Aside Gear Recommendations Reviews

Review: Columbia Whirlibird II Glove

These past few months I’ve been trying out a new pair of Columbia gloves provided to me by Appalachian Outdoors, an online snowsports equipment retailer. Let me be clear, I don’t owe Columbia anything with this review; I almost always prefer their equipment over anything else I’ve tried.

Columbia Whirlibird II glove
The Whirlibird II Glove comes a few styles: the one shown here is dark gray with red and black accents (which happened to perfectly match the rest of my ski wear).

Fit and Feel

Jumping into it, the gloves fit… “like a glove” (Ace Venture reference, anyone?). As expected, they have industry-standard sizes including small, medium, large, and extra large. I’m a pretty average-sized guy so medium works well for me. They’re snug and cozy and have adjustable wrist straps to tighten things up a bit (more on that later).
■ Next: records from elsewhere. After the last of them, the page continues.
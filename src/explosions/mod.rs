mod proximity;
mod raycast;

pub use proximity::ProximityExplosion;
pub use raycast::RaycastExplosion;

use crate::bodies::RigidBody;
use crate::math::Vector2;

/// A transient radial force field applying impulses to nearby bodies.
///
/// Both variants rebuild their affected set from scratch on every call to
/// `update`; nothing is retained across ticks.
#[derive(Debug, Clone)]
pub enum Explosion {
    /// Affects every body whose centre lies within a radius of the epicentre
    Proximity(ProximityExplosion),

    /// Affects the bodies hit by a scatter of rays cast from the epicentre
    Raycast(RaycastExplosion),
}

impl Explosion {
    /// Moves the epicentre of the explosion
    pub fn set_epicentre(&mut self, epicentre: Vector2) {
        match self {
            Explosion::Proximity(explosion) => explosion.set_epicentre(epicentre),
            Explosion::Raycast(explosion) => explosion.set_epicentre(epicentre),
        }
    }

    /// Re-evaluates which bodies the explosion currently reaches
    pub fn update(&mut self, bodies: &[RigidBody]) {
        match self {
            Explosion::Proximity(explosion) => explosion.update(bodies),
            Explosion::Raycast(explosion) => explosion.update(bodies),
        }
    }

    /// Applies the blast impulse to every reached body.
    ///
    /// `bodies` must be the same slice the last `update` evaluated.
    pub fn apply_blast_impulse(&mut self, bodies: &mut [RigidBody], blast_power: f64) {
        match self {
            Explosion::Proximity(explosion) => explosion.apply_blast_impulse(bodies, blast_power),
            Explosion::Raycast(explosion) => explosion.apply_blast_impulse(bodies, blast_power),
        }
    }
}

impl From<ProximityExplosion> for Explosion {
    fn from(explosion: ProximityExplosion) -> Self {
        Explosion::Proximity(explosion)
    }
}

impl From<RaycastExplosion> for Explosion {
    fn from(explosion: RaycastExplosion) -> Self {
        Explosion::Raycast(explosion)
    }
}
mod aabb;
mod circle;
mod polygon;

pub use aabb::Aabb;
pub use circle::Circle;
pub use polygon::Polygon;

use crate::math::Matrix2;

#[cfg(feature = "serialize")]
use serde::{Deserialize, Serialize};

/// Mass properties derived from a shape at a given density.
///
/// The inverse of a zero mass or inertia is zero, which is the static body
/// convention used throughout the crate.
#[derive(Debug, Clone, Copy, PartialEq)]
#[cfg_attr(feature = "serialize", derive(Serialize, Deserialize))]
pub struct MassData {
    pub mass: f64,
    pub inv_mass: f64,
    pub inertia: f64,
    pub inv_inertia: f64,
}

impl MassData {
    /// Builds mass data from a mass and inertia, applying the zero guard to
    /// the inverses
    #[inline]
    pub fn new(mass: f64, inertia: f64) -> Self {
        Self {
            mass,
            inv_mass: if mass != 0.0 { 1.0 / mass } else { 0.0 },
            inertia,
            inv_inertia: if inertia != 0.0 { 1.0 / inertia } else { 0.0 },
        }
    }

    /// Mass data for a static body
    #[inline]
    pub fn zero() -> Self {
        Self {
            mass: 0.0,
            inv_mass: 0.0,
            inertia: 0.0,
            inv_inertia: 0.0,
        }
    }
}

/// Collision geometry attached to a body, in body-local space
#[derive(Debug, Clone, PartialEq)]
#[cfg_attr(feature = "serialize", derive(Serialize, Deserialize))]
pub enum Shape {
    Circle(Circle),
    Polygon(Polygon),
}

impl Shape {
    /// Computes the mass properties of the shape at the given density.
    ///
    /// Takes `&mut self` because a polygon re-centers its vertices on its
    /// area-weighted centroid as part of the computation.
    pub fn calc_mass(&mut self, density: f64) -> MassData {
        match self {
            Shape::Circle(circle) => circle.calc_mass(density),
            Shape::Polygon(polygon) => polygon.calc_mass(density),
        }
    }

    /// Builds the body-local bounding box of the shape under the given
    /// orientation. Translation by the body position is left to the consumer.
    pub fn create_aabb(&self, orientation: &Matrix2) -> Aabb {
        match self {
            Shape::Circle(circle) => circle.create_aabb(),
            Shape::Polygon(polygon) => polygon.create_aabb(orientation),
        }
    }
}

impl From<Circle> for Shape {
    fn from(circle: Circle) -> Self {
        Shape::Circle(circle)
    }
}

impl From<Polygon> for Shape {
    fn from(polygon: Polygon) -> Self {
        Shape::Polygon(polygon)
    }
}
I never wore any glove liners, they’d probably make the hand a bit constricted in there. Besides, with the Omni-Heat Thermal Comfort technology inside (the silver reflective material) my hands were never, and I mean never, cold. I went to the top of the windy T-Bar at Breckenridge, to the bottom of the chilly Rose Bowl at Beaver Creek. On days ranging from 9-29 degrees I was always comfortable. In fact, sometimes they were downright warm and I’d take them off after a run while in the lift line.

Worth mentioning, this is a full five-finger glove, not a mitten, so I naturally felt like I had more dexterity and ability to control buckles, pole straps, etc.


This is a pretty simple glove, no bells and whistles, no secret pouches for warmers, just the necessities: a very warm inner Omni-Heat layer, a tough exterior, a soft palm, and a few straps to tighten things up.

The wrist straps come over the upper part of the glove on the backside. This pulls the material from the inner section (thumb) closer to the rest of the hand to keep your fingers a bit closer together and create a nice “first barrier” pocket of air. The second “pull” or “cinch” is at the very end of the glove and closes the opening where your hand enters. Since the glove is long enough to come over your jacket (at the wrist) this means you avoid getting snow up your sleeve.

I yanked on the wrist “cinch” a few times throughout the season and the fabric holding the two strings together actually came right off. Now the pull is more like two separate cords (that pull from the left and right side of the glove). An unfortunate break on some pretty simple stitching, so worth noting.

The soft palm is great, it’s a bit more grippy. The glove also includes a similar a textured material on the thumb and outside of the index that allows for “nose wiping” which also means “cleaning goggles”, in my book (they call it a “nose wipe” themselves).


The glove comes in pretty standard colors:

  • Men can expect a red and gray (my pair), black and gray, or a blue and yellow (eh?)
  • Women get a choice between a light white and blue or the same black and gray as the men’s (equality in style!)

As mentioned, the glove is long and does not stop at the wrist but actually comes over the sleeve. I think this looks just as good as it works, in practice.


These are a great value glove: simple, warm, functional, and stylish. They’re typically retailing for $50 but are actually on sale now at Appalachian Outdoors:

As the season winds down, I’m sure you can find these discounted elsewhere, including on Columbia’s own website.


These gloves are one of my favorite pairs ever owned. They’re functional, very warm, look great, and are a great value. I’d recommend them to anyone.